___ Supplied data

#[cfg(test)]
mod tests {
    use super::*;
    use crate::action::ActionKind;
    use crate::state::BindingType;

    fn cart() -> StateConfiguration {
        StateConfiguration::default()
            .binding(StateBinding::new("price", BindingType::Number).with_default(10))
            .binding(StateBinding::new("qty", BindingType::Number).with_default(1))
            .binding(StateBinding::computed("total", BindingType::Number, "subtotal + 5"))
            .binding(StateBinding::computed("subtotal", BindingType::Number, "price * qty"))
    }

    #[test]
    fn test_initial_computed_values_follow_dependencies() {
        let store = StateStore::new(&cart());
        assert_eq!(store.get_value("subtotal"), Some(&DynamicValue::Int(10)));
        assert_eq!(store.get_value("total"), Some(&DynamicValue::Int(15)));
    }

    #[test]
    fn test_set_value_recomputes() {
        let mut store = StateStore::new(&cart());
        let outcome = store.set_value("qty", DynamicValue::from("3"));
        assert!(outcome.is_applied());
        assert!(outcome.changed());
        assert_eq!(store.get_value("qty"), Some(&DynamicValue::Int(3)));
        assert_eq!(store.get_value("total"), Some(&DynamicValue::Int(35)));
    }

    #[test]
    fn test_rejects_computed_and_unknown_keys() {
        let mut store = StateStore::new(&cart());
        assert_eq!(
            store.set_value("total", DynamicValue::Int(1)),
            SetOutcome::ComputedKey
        );
        assert_eq!(store.get_value("total"), Some(&DynamicValue::Int(15)));
        assert_eq!(
            store.set_value("nope", DynamicValue::Int(1)),
            SetOutcome::UnknownKey
        );
        assert!(store.get_value("nope").is_none());
    }

    #[test]
    fn test_failing_expression_keeps_prior_value() {
        let config = StateConfiguration::default()
            .binding(StateBinding::new("a", BindingType::Number).with_default(4))
            .binding(StateBinding::new("b", BindingType::Number))
            .binding(
                StateBinding::computed("ratio", BindingType::Number, "a / b").with_default(-1),
            )
            .binding(StateBinding::computed("double", BindingType::Number, "a * 2"));
        let mut store = StateStore::new(&config);
        assert_eq!(store.get_value("ratio"), Some(&DynamicValue::Int(-1)));
        assert_eq!(store.get_value("double"), Some(&DynamicValue::Int(8)));

        store.set_value("b", DynamicValue::Int(2));
        assert_eq!(store.get_value("ratio"), Some(&DynamicValue::Int(2)));

        store.set_value("b", DynamicValue::Int(0));
        assert_eq!(store.get_value("ratio"), Some(&DynamicValue::Int(2)));
    }

    #[test]
    fn test_watcher_event_binds_context() {
        let mut action = ActionDescriptor::new("onChange", ActionKind::ApiCall)
            .with("url", "https://api.example.com/log")
            .with("note", "@watch:unknown");
        action.payload.insert(
            "body".into(),
            crate::value::decode(br#"{"field": "@watch:key", "from": "@watch:oldValue", "to": ["@watch:newValue"]}"#)
                .unwrap(),
        );
        let event = WatcherEvent {
            key: "qty".into(),
            old_value: DynamicValue::Int(1),
            new_value: DynamicValue::Int(3),
            action,
        };

        let bound = event.bound_action();
        let body = bound.payload.get("body").unwrap();
        assert_eq!(body.get("field"), Some(&DynamicValue::from("qty")));
        assert_eq!(body.get("from"), Some(&DynamicValue::Int(1)));
        assert_eq!(
            body.get("to"),
            Some(&DynamicValue::Array(vec![DynamicValue::Int(3)]))
        );
        assert_eq!(
            bound.payload.get("note"),
            Some(&DynamicValue::from("@watch:unknown"))
        );
        let original = event.action.payload.get("body").unwrap();
        assert_eq!(original.get("field"), Some(&DynamicValue::from("@watch:key")));
    }

    #[test]
    fn test_cycle_keeps_defaults() {
        let config = StateConfiguration::default()
            .binding(StateBinding::computed("x", BindingType::Number, "y + 1").with_default(1))
            .binding(StateBinding::computed("y", BindingType::Number, "x + 1").with_default(2))
            .binding(StateBinding::computed("z", BindingType::String, "'ok'"));
        let store = StateStore::new(&config);
        assert_eq!(store.get_value("x"), Some(&DynamicValue::Int(1)));
        assert_eq!(store.get_value("y"), Some(&DynamicValue::Int(2)));
        assert_eq!(store.get_value("z"), Some(&DynamicValue::from("ok")));
    }

    #[test]
    fn test_invalid_expression_is_still_read_only() {
        let config = StateConfiguration::default().binding(
            StateBinding::computed("broken", BindingType::String, "1 +").with_default("d"),
        );
        let mut store = StateStore::new(&config);
        assert!(store.is_computed("broken"));
        assert_eq!(
            store.set_value("broken", DynamicValue::from("x")),
            SetOutcome::ComputedKey
        );
        assert_eq!(store.get_value("broken"), Some(&DynamicValue::from("d")));
    }

    #[test]
    fn test_computed_without_expression_is_plain() {
        let mut binding = StateBinding::new("loose", BindingType::String);
        binding.computed = Some(true);
        let config = StateConfiguration::default().binding(binding);
        let mut store = StateStore::new(&config);
        assert!(!store.is_computed("loose"));
        assert!(store.set_value("loose", DynamicValue::from("ok")).is_applied());
    }

    #[test]
    fn test_watcher_events_only_on_change() {
        let config = StateConfiguration::default()
            .binding(StateBinding::new("name", BindingType::String).with_default("a"))
            .watch(
                "name",
                ActionDescriptor::new("onChange", ActionKind::Share).with("text", "changed"),
            );
        let mut store = StateStore::new(&config);

        let events = store.set_value("name", DynamicValue::from("b")).into_events();
        assert_eq!(events.len(), 1);
        assert_eq!(events[0].old_value, DynamicValue::from("a"));
        assert_eq!(events[0].new_value, DynamicValue::from("b"));
        assert_eq!(events[0].key, "name");

        assert!(store
            .set_value("name", DynamicValue::from("b"))
            .into_events()
            .is_empty());
    }

    #[test]
    fn test_snapshot() {
        let store = StateStore::new(&cart());
        let snapshot = store.snapshot();
        assert_eq!(snapshot.get("price"), Some(&DynamicValue::Int(10)));
        assert_eq!(snapshot.as_object().map(|m| m.len()), Some(4));
    }
}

______

Task requirements.
Pull every line containing the string "payload" out of the data above and copy it.

Response area.
        action.payload.insert(
        let body = bound.payload.get("body").unwrap();
            bound.payload.get("note"),
        let original = event.action.payload.get("body").unwrap();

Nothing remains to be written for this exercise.